New York was one of the early adopters of Medicaid expansion after the ACA passed, and Louisiana passed an expansion of its own earlier this year under Gov. John Bel Edwards. More than 250,000 people have signed up for coverage already, according to reports.
“I think that greater access to Medicaid is very helpful in ensuring that people have mental health services, but honestly we need something much greater than that,” de Blasio said.
“I obviously think that the more people that have access to affordable health care — that can actually get on the front end — is going to save us more money on the back end.

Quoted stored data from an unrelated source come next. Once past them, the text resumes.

// intfp/src/pseudo_log.rs

//! Signed pseudo-logarithmic ("log") codec.
//!
//! A log value is a signed word laid out as `| sign | exponent | mantissa |`
//! over its magnitude. Non-negative values stand for magnitudes of at least
//! one, negative values for magnitudes below one, and the most negative
//! value is reserved for zero.
//!
//! The encoding is `e + m` with `e = floor(log2(v))` and `m` the *linear*
//! fraction of the normalized value, not the true `e + log2(1 + m)`. That
//! makes encoding a couple of shifts, and it means adding two log values
//! approximates multiplying their magnitudes, subtracting approximates
//! dividing. The approximation is exact at powers of two and worst midway
//! between them.

use log::{debug, trace};

use crate::bits::{self, Compressible, Signed, Unsigned};
use crate::fixed::{check_frac_bits, Fixed};
use crate::loc;
use crate::Error;

/// Mantissa width that leaves just enough exponent bits, next to the sign
/// bit, to address every exponent of an `H`.
#[inline]
pub fn max_mantissa_bits<H, L>() -> u8
where
    H: Compressible<L>,
    L: Unsigned,
{
    (L::BITS - 1 - bits::fls32(H::BITS - 1)) as u8
}

/// Encodes the unsigned fixed-point value `v`, which has `frac_bits`
/// fractional bits, with `mantissa_bits` mantissa bits.
pub fn encode_fixed<H, L>(v: H, frac_bits: u8, mantissa_bits: u8) -> L::Signed
where
    H: Compressible<L>,
    L: Unsigned,
{
    if v == H::default() {
        return bits::signed_min();
    }

    let (exponent, mantissa) = loc::split(v, mantissa_bits);

    // The fixed-point scale folds into the exponent.
    let exponent = exponent - frac_bits as i64;
    let bits = bits::shl(exponent as u64, mantissa_bits as u32).wrapping_add(mantissa);
    L::from_u64(bits).to_signed()
}

/// [`encode_fixed`] with [`max_mantissa_bits`].
#[inline]
pub fn encode_fixed_max<H, L>(v: H, frac_bits: u8) -> L::Signed
where
    H: Compressible<L>,
    L: Unsigned,
{
    encode_fixed::<H, L>(v, frac_bits, max_mantissa_bits::<H, L>())
}

/// Encodes the integer `v`.
#[inline]
pub fn encode<H, L>(v: H, mantissa_bits: u8) -> L::Signed
where
    H: Compressible<L>,
    L: Unsigned,
{
    encode_fixed::<H, L>(v, 0, mantissa_bits)
}

#[inline]
pub fn encode_max<H, L>(v: H) -> L::Signed
where
    H: Compressible<L>,
    L: Unsigned,
{
    encode_fixed_max::<H, L>(v, 0)
}

/// Decodes a log value encoded with `mantissa_bits` mantissa bits into an
/// unsigned fixed-point value with `frac_bits` fractional bits.
///
/// Magnitudes too small for `frac_bits` underflow to zero; magnitudes too
/// large for an `H` saturate to `H::MAX`.
pub fn decode_fixed<H, L>(v: L::Signed, mantissa_bits: u8, frac_bits: u8) -> H
where
    H: Compressible<L>,
    L: Unsigned,
{
    if v == bits::signed_min() {
        return H::default();
    }

    // The sentinel is excluded above, so the magnitude can't overflow.
    let negative = v.to_i64() < 0;
    let magnitude = v.to_i64().unsigned_abs();

    // The exponent itself is signed. A negative log value means the encoded
    // value was below 1.0.
    let mut exponent = bits::shr(magnitude, mantissa_bits as u32) as i64;
    if negative {
        exponent = -exponent;
    }

    let scaled_exponent = exponent + frac_bits as i64;
    if scaled_exponent < 0 {
        debug!("log decode underflow: scaled exponent {}", scaled_exponent);
        return H::default();
    }
    if scaled_exponent >= H::BITS as i64 {
        debug!(
            "log decode overflow: scaled exponent {} >= {}",
            scaled_exponent,
            H::BITS
        );
        return H::MAX;
    }

    let mantissa = magnitude & bits::low_bits_mask(mantissa_bits as u32);
    loc::denormalize(mantissa, mantissa_bits, scaled_exponent as u32)
}

/// [`decode_fixed`] with [`max_mantissa_bits`].
#[inline]
pub fn decode_fixed_max<H, L>(v: L::Signed, frac_bits: u8) -> H
where
    H: Compressible<L>,
    L: Unsigned,
{
    decode_fixed::<H, L>(v, max_mantissa_bits::<H, L>(), frac_bits)
}

/// Decodes into an integer, dropping any fraction.
#[inline]
pub fn decode<H, L>(v: L::Signed, mantissa_bits: u8) -> H
where
    H: Compressible<L>,
    L: Unsigned,
{
    decode_fixed::<H, L>(v, mantissa_bits, 0)
}

#[inline]
pub fn decode_max<H, L>(v: L::Signed) -> H
where
    H: Compressible<L>,
    L: Unsigned,
{
    decode_fixed_max::<H, L>(v, 0)
}

/// Multiplication surrogate: the wrapping sum of the bits. Neither operand
/// may be the zero sentinel.
#[inline]
pub fn mul<S>(a: S, b: S) -> S
where
    S: Signed,
{
    S::from_i64(a.to_i64().wrapping_add(b.to_i64()))
}

/// Division surrogate: the wrapping difference of the bits. Neither operand
/// may be the zero sentinel.
#[inline]
pub fn div<S>(a: S, b: S) -> S
where
    S: Signed,
{
    S::from_i64(a.to_i64().wrapping_sub(b.to_i64()))
}

/// A log value tagged with its mantissa width.
#[derive(Clone, Copy, Debug, PartialEq, Eq, Hash)]
pub struct Log<S> {
    bits: S,
    mantissa_bits: u8,
}

impl<S> Log<S>
where
    S: Signed,
{
    pub fn zero(mantissa_bits: u8) -> Result<Self, Error> {
        Self::from_bits(bits::signed_min(), mantissa_bits)
    }

    /// The value 1.0, which is all-zero bits at any precision.
    pub fn one(mantissa_bits: u8) -> Result<Self, Error> {
        Self::from_bits(S::default(), mantissa_bits)
    }

    pub fn from_bits(bits: S, mantissa_bits: u8) -> Result<Self, Error> {
        // One bit goes to the sign.
        check_frac_bits::<S>(mantissa_bits.saturating_add(1))?;
        Ok(Self {
            bits,
            mantissa_bits,
        })
    }

    pub fn encode<H>(v: H, mantissa_bits: u8) -> Result<Self, Error>
    where
        H: Compressible<S::Unsigned>,
    {
        Self::encode_fixed(Fixed::new(v, 0)?, mantissa_bits)
    }

    pub fn encode_max<H>(v: H) -> Self
    where
        H: Compressible<S::Unsigned>,
    {
        Self {
            bits: encode_max::<H, S::Unsigned>(v),
            mantissa_bits: max_mantissa_bits::<H, S::Unsigned>(),
        }
    }

    pub fn encode_fixed<H>(v: Fixed<H>, mantissa_bits: u8) -> Result<Self, Error>
    where
        H: Compressible<S::Unsigned>,
    {
        trace!(
            "Log::encode_fixed({}, frac_bits={}, mantissa_bits={})",
            v.raw(),
            v.frac_bits(),
            mantissa_bits
        );
        Self::from_bits(
            encode_fixed::<H, S::Unsigned>(v.raw(), v.frac_bits(), mantissa_bits),
            mantissa_bits,
        )
    }

    pub fn encode_fixed_max<H>(v: Fixed<H>) -> Self
    where
        H: Compressible<S::Unsigned>,
    {
        Self {
            bits: encode_fixed_max::<H, S::Unsigned>(v.raw(), v.frac_bits()),
            mantissa_bits: max_mantissa_bits::<H, S::Unsigned>(),
        }
    }

    pub fn decode<H>(self) -> H
    where
        H: Compressible<S::Unsigned>,
    {
        decode::<H, S::Unsigned>(self.bits, self.mantissa_bits)
    }

    pub fn decode_fixed<H>(self, frac_bits: u8) -> Result<Fixed<H>, Error>
    where
        H: Compressible<S::Unsigned>,
    {
        let raw = decode_fixed::<H, S::Unsigned>(self.bits, self.mantissa_bits, frac_bits);
        Fixed::new(raw, frac_bits)
    }

    /// Approximates the product of the two magnitudes.
    ///
    /// Results outside the representable range saturate, so they decode to
    /// the overflow or underflow value.
    pub fn checked_mul(self, rhs: Self) -> Result<Self, Error> {
        self.check_same_precision(rhs)?;
        if self.is_zero() || rhs.is_zero() {
            return Ok(Self::zero_like(self));
        }
        let sum = self.bits.to_i64().saturating_add(rhs.bits.to_i64());
        Ok(self.with_bits(saturate(sum)))
    }

    /// Approximates the quotient of the two magnitudes.
    pub fn checked_div(self, rhs: Self) -> Result<Self, Error> {
        self.check_same_precision(rhs)?;
        if rhs.is_zero() {
            return Err(Error::DivisionByZero);
        }
        if self.is_zero() {
            return Ok(Self::zero_like(self));
        }
        let difference = self.bits.to_i64().saturating_sub(rhs.bits.to_i64());
        Ok(self.with_bits(saturate(difference)))
    }

    #[inline]
    pub fn bits(self) -> S {
        self.bits
    }

    #[inline]
    pub fn mantissa_bits(self) -> u8 {
        self.mantissa_bits
    }

    #[inline]
    pub fn is_zero(self) -> bool {
        self.bits == bits::signed_min()
    }

    pub(crate) fn with_bits(self, bits: S) -> Self {
        Self {
            bits,
            mantissa_bits: self.mantissa_bits,
        }
    }

    fn zero_like(other: Self) -> Self {
        other.with_bits(bits::signed_min())
    }

    pub(crate) fn check_same_precision(self, rhs: Self) -> Result<(), Error> {
        if self.mantissa_bits != rhs.mantissa_bits {
            debug!(
                "log precision mismatch: {} vs {}",
                self.mantissa_bits, rhs.mantissa_bits
            );
            return Err(Error::PrecisionMismatch {
                left: self.mantissa_bits,
                right: rhs.mantissa_bits,
            });
        }
        Ok(())
    }
}

/// Clamps `v` into the range of `S`.
fn saturate<S>(v: i64) -> S
where
    S: Signed,
{
    S::from_i64(v.clamp(S::MIN.to_i64(), S::MAX.to_i64()))
}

So, for Louisiana, I think it was a good decision and I do think it was helpful,” Landrieu said. “However, I want to disabuse everybody of the notion that that alone is even a smidgen of a way to what it is President Cornett alluded to just a moment ago — this broad umbrella of criminal justice reform and this issue of over-incarceration. The overwhelming majority of money that is spent on mental health is actually spent behind the prison gate.”
In March, the federal Health and Human Services agency put out a report highlighting the importance of Medicaid expansion in providing mental health access.
“Today’s report shows that Medicaid expansion is an important step states can take to address behavioral health needs, including serious mental illness and opioid and other substance use disorders,” HHS Secretary Sylvia M. Burwell said in a press release.
In 2013, the National Alliance on Mental Illness also issued a report calling for greater adoption of Medicaid expansion to improve access to mental health and substance abuse services.
After Friday’s press conference, Cornett was more careful in his response to the Medicaid expansion question.
“The practical answer is, I don’t want to get involved in the politics of why we don’t have it,” he said. “But, like Mayor Landrieu said, that’s a small part of the situation we’re talking about anyway. So yeah, if more people had insurance, would that be helpful? I suppose so. But we’ve got to re-think how we’re not dealing with mental health in this country.”
Gov. Mary Fallin has chosen not to expand Medicaid in Oklahoma, and a similar “Medicaid rebalancing” plan in the 2016 Legislature never received a vote.
Fallin was scheduled to represent Trump’s campaign as the U.S. Conference of Mayors heard from representatives of both major presidential campaigns Friday afternoon.